Updated April 7, 2018 - 6:50 pm

The Court of Arbitration for Sport is an international quasi-judicial body established to settle disputes related to sport through arbitration. Its headquarters are in Switzerland.

Boxing and mixed martial arts sure could use a little help from such an unbiased entity right now.

I understand that it’s hoping against hope to the level of thinking Hodor really wasn’t killed in Season 6 of “Game Of Thrones,” the idea that either would allow those not personally involved with their respective worlds to ever decide on disciplinary matters involving fighters.

But it would erase all opinions such rulings aren’t often influenced by the bottom line.

The cases of “Canelo” Alvarez and Conor McGregor connect in a way that those who will ultimately decide their fates are well aware of the financial jackpots both represent, two of the biggest moneymakers on the planet for those who employ them and, in turn, cities where their events take place.
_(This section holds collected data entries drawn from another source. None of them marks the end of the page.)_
//! Configuration for a benchmark run.
//!
//! Configuration can be loaded from multiple sources with the following precedence (highest to
//! lowest):
//!
//! 1. Environment variables (prefixed with `MB__`)
//! 2. YAML configuration file (specified via `-c` or `--config` flag)
//! 3. Defaults
//!
//! See [`Config`] for a description of all configuration fields and their defaults.
//!
//! # Environment Variables
//!
//! Environment variables use `MB__` as a prefix and double underscores (`__`) to denote nested
//! configuration structures. For example:
//!
//! - `MB__CONCURRENCY=64` sets the number of workers
//! - `MB__STORAGE__TYPE=filesystem` sets the storage type
//! - `MB__DISTRIBUTION__DELETE=0` disables deletes
//!
//! # YAML Configuration File
//!
//! The above configuration in YAML format would look like this:
//!
//! ```yaml
//! concurrency: 64
//!
//! storage:
//!   type: filesystem
//!   path: /data
//!
//! distribution:
//!   delete: 0
//! ```
//!
//! To spread requests across several endpoints of the same store, `storage` also accepts a list:
//!
//! ```yaml
//! storage:
//!   - type: filesystem
//!     path: /mnt/gateway-a
//!   - type: filesystem
//!     path: /mnt/gateway-b
//! ```

use std::path::{Path, PathBuf};
use std::time::Duration;

use anyhow::Result;
use bytesize::ByteSize;
use figment::providers::{Env, Format, Serialized, Yaml};
use mixbench::{AutoTerm, Distribution, GeneratorConfig, ObjectSize, OpType};
use serde::{Deserialize, Serialize};
use tracing::level_filters::LevelFilter;

/// Environment variable prefix for all configuration options.
const ENV_PREFIX: &str = "MB__";

/// The store a benchmark runs against.
///
/// The `type` field in YAML or `__TYPE` in environment variables determines which variant is used.
#[derive(Debug, Deserialize, Serialize)]
#[serde(tag = "type", rename_all = "lowercase")]
pub enum Storage {
    /// Objects are kept in memory (type `"memory"`).
    ///
    /// Measures the overhead of the benchmark itself.
    Memory,

    /// Buckets are directories below `path` (type `"filesystem"`).
    ///
    /// # Example
    ///
    /// ```yaml
    /// storage:
    ///   type: filesystem
    ///   path: /data
    /// ```
    FileSystem {
        /// Root directory of the store.
        path: PathBuf,
    },
}

/// One or more endpoints of the store under test.
///
/// All endpoints must serve the same objects. Each operation is sent to the least busy one.
#[derive(Debug, Deserialize, Serialize)]
#[serde(untagged)]
pub enum Endpoints {
    /// A single endpoint.
    Single(Storage),
    /// Several endpoints, given as a list.
    Multiple(Vec<Storage>),
}

impl Endpoints {
    /// Returns all configured endpoints.
    pub fn stores(&self) -> &[Storage] {
        match self {
            Endpoints::Single(storage) => std::slice::from_ref(storage),
            Endpoints::Multiple(stores) => stores,
        }
    }
}

/// Relative weights of the operation types.
///
/// Weights do not need to add up to any particular total. DELETE must not outweigh PUT.
#[derive(Debug, Deserialize, Serialize)]
#[serde(default)]
pub struct Weights {
    /// Weight of uploads.
    pub put: f64,
    /// Weight of downloads.
    pub get: f64,
    /// Weight of metadata lookups.
    pub stat: f64,
    /// Weight of deletions.
    pub delete: f64,
}

impl Default for Weights {
    fn default() -> Self {
        Self {
            put: 15.0,
            get: 45.0,
            stat: 30.0,
            delete: 10.0,
        }
    }
}

impl Weights {
    /// Converts the weights into a [`Distribution`].
    pub fn to_distribution(&self) -> Distribution {
        Distribution::new()
            .with(OpType::Put, self.put)
            .with(OpType::Get, self.get)
            .with(OpType::Stat, self.stat)
            .with(OpType::Delete, self.delete)
    }
}

/// Settings of the payload generator.
#[derive(Debug, Deserialize, Serialize)]
#[serde(default)]
pub struct Generator {
    /// Approximate share of compressible payload data, in percent.
    ///
    /// # Default
    ///
    /// `10`
    pub percent_compressible: u32,

    /// Size of a compressible chunk in bytes.
    ///
    /// # Default
    ///
    /// `32000`
    pub chunk_size: usize,

    /// Size of the circular buffer payloads are read from, in bytes.
    ///
    /// # Default
    ///
    /// `1048577`
    pub buffer_size: usize,

    /// Fixed seed for reproducible payloads and names.
    pub seed: Option<u64>,
}

impl Default for Generator {
    fn default() -> Self {
        Self {
            percent_compressible: 10,
            chunk_size: mixbench::DEFAULT_CHUNK_SIZE,
            buffer_size: mixbench::DEFAULT_BUFFER_SIZE,
            seed: None,
        }
    }
}

/// Stopping the run once throughput stabilizes.
#[derive(Debug, Deserialize, Serialize)]
#[serde(default)]
pub struct AutoTermination {
    /// Whether auto-termination is enabled.
    pub enabled: bool,

    /// Number of consecutive one-second samples that must agree.
    pub samples: usize,

    /// Maximum relative spread of the samples.
    pub threshold: f64,

    /// Stop after this long even if throughput never stabilizes.
    #[serde(with = "humantime_serde")]
    pub max_duration: Duration,
}

impl Default for AutoTermination {
    fn default() -> Self {
        let defaults = AutoTerm::default();
        Self {
            enabled: false,
            samples: defaults.samples,
            threshold: defaults.threshold,
            max_duration: defaults.max_duration,
        }
    }
}

/// Log output format.
#[derive(Clone, Copy, Debug, Eq, PartialEq, Hash, Deserialize, Serialize)]
#[serde(rename_all = "lowercase")]
pub enum LogFormat {
    /// Auto detect the best format.
    ///
    /// This chooses [`LogFormat::Pretty`] for TTY, otherwise [`LogFormat::Simplified`].
    Auto,

    /// Pretty printing with colors.
    Pretty,

    /// Simplified plain text output.
    Simplified,

    /// Dump out JSON lines.
    Json,
}

mod display_fromstr {
    pub fn serialize<T, S>(value: &T, serializer: S) -> Result<S::Ok, S::Error>
    where
        S: serde::Serializer,
        T: std::fmt::Display,
    {
        serializer.collect_str(&value)
    }

    pub fn deserialize<'de, T, D>(deserializer: D) -> Result<T, D::Error>
    where
        D: serde::Deserializer<'de>,
        T: std::str::FromStr,
        <T as std::str::FromStr>::Err: std::fmt::Display,
    {
        use serde::Deserialize;
        let s = <std::borrow::Cow<'de, str>>::deserialize(deserializer)?;
        s.parse().map_err(serde::de::Error::custom)
    }
}

/// Logging configuration.
///
/// Logs are always written to stderr, so they do not interleave with the run summary.
#[derive(Debug, Deserialize, Serialize)]
#[serde(default)]
pub struct Logging {
    /// Minimum log level to output.
    ///
    /// The `RUST_LOG` environment variable provides more granular control per module if needed.
    ///
    /// # Default
    ///
    /// `INFO`
    #[serde(with = "display_fromstr")]
    pub level: LevelFilter,

    /// Log output format.
    ///
    /// # Default
    ///
    /// `Auto` (pretty for TTY, simplified otherwise)
    pub format: LogFormat,
}

impl Default for Logging {
    fn default() -> Self {
        Self {
            level: LevelFilter::INFO,
            format: LogFormat::Auto,
        }
    }
}

/// Main configuration of a benchmark run.
#[derive(Debug, Deserialize, Serialize)]
#[serde(default)]
pub struct Config {
    /// The store to benchmark, or a list of its endpoints.
    ///
    /// # Default
    ///
    /// In-memory storage.
    pub storage: Endpoints,

    /// Bucket all objects are written to. Everything in it is deleted.
    ///
    /// # Default
    ///
    /// `"mixbench"`
    pub bucket: String,

    /// Number of concurrent workers.
    ///
    /// # Default
    ///
    /// `20`
    pub concurrency: usize,

    /// Number of objects uploaded before the workload starts.
    ///
    /// # Default
    ///
    /// `2500`
    pub objects: usize,

    /// How long the workload runs.
    ///
    /// # Default
    ///
    /// `5m`
    #[serde(with = "humantime_serde")]
    pub duration: Duration,

    /// Size of uploaded objects, or the upper bound if `random_size` is set.
    ///
    /// # Default
    ///
    /// `10 MiB`
    pub object_size: ByteSize,

    /// Draw object sizes uniformly up to `object_size`.
    pub random_size: bool,

    /// Operation weights.
    pub distribution: Weights,

    /// Payload generator settings.
    pub generator: Generator,

    /// Path segment prepended to every object name.
    pub prefix: Option<String>,

    /// Stop once throughput stabilizes.
    pub auto_term: AutoTermination,

    /// Delete all objects after the run.
    ///
    /// # Default
    ///
    /// `true`
    pub cleanup: bool,

    /// Logging configuration.
    pub logging: Logging,
}

impl Default for Config {
    fn default() -> Self {
        Self {
            storage: Endpoints::Single(Storage::Memory),
            bucket: "mixbench".into(),
            concurrency: 20,
            objects: 2500,
            duration: Duration::from_secs(5 * 60),
            object_size: ByteSize::mib(10),
            random_size: false,
            distribution: Weights::default(),
            generator: Generator::default(),
            prefix: None,
            auto_term: AutoTermination::default(),
            cleanup: true,
            logging: Logging::default(),
        }
    }
}

impl Config {
    /// Loads configuration from the provided arguments.
    ///
    /// Configuration is merged in the following order (later sources override earlier ones):
    /// 1. Default values
    /// 2. YAML configuration file (if provided)
    /// 3. Environment variables (prefixed with `MB__`)
    pub fn load(path: Option<&Path>) -> Result<Self> {
        let mut figment = figment::Figment::from(Serialized::defaults(Config::default()));
        if let Some(path) = path {
            figment = figment.merge(Yaml::file(path));
        }
        let config = figment
            .merge(Env::prefixed(ENV_PREFIX).split("__"))
            .extract()?;

        Ok(config)
    }

    /// Builds the payload generator settings.
    pub fn generator_config(&self) -> GeneratorConfig {
        let object_size = if self.random_size {
            ObjectSize::Random {
                max: self.object_size.as_u64(),
            }
        } else {
            ObjectSize::Fixed(self.object_size.as_u64())
        };

        GeneratorConfig {
            buffer_size: self.generator.buffer_size,
            compressible_chunk_size: self.generator.chunk_size,
            percent_compressible: self.generator.percent_compressible,
            seed: self.generator.seed,
            object_size,
            prefix: self.prefix.clone(),
        }
    }

    /// Builds the auto-termination settings, if enabled.
    pub fn auto_term(&self) -> Option<AutoTerm> {
        let auto_term = &self.auto_term;
        auto_term.enabled.then(|| AutoTerm {
            samples: auto_term.samples,
            threshold: auto_term.threshold,
            max_duration: auto_term.max_duration,
            ..Default::default()
        })
    }
}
In the case of Alvarez, that the Nevada Athletic Commission filed a complaint against him in the wake of the boxer failing two tests for the banned performance-enhancing substance Clenbuterol was the right decision.

It was also just a start.

It led to Alvarez withdrawing from his rematch against Gennady Golovkin on May 5 at T-Mobile Arena. And yet if the temporary suspension against Alvarez isn’t upheld for a year and instead reduced in half, the idea those who regulate the sport in Nevada want to ensure such an economic bonanza of a fight occurs in 2018 or that they fear it might ultimately move elsewhere becomes a popular judgment.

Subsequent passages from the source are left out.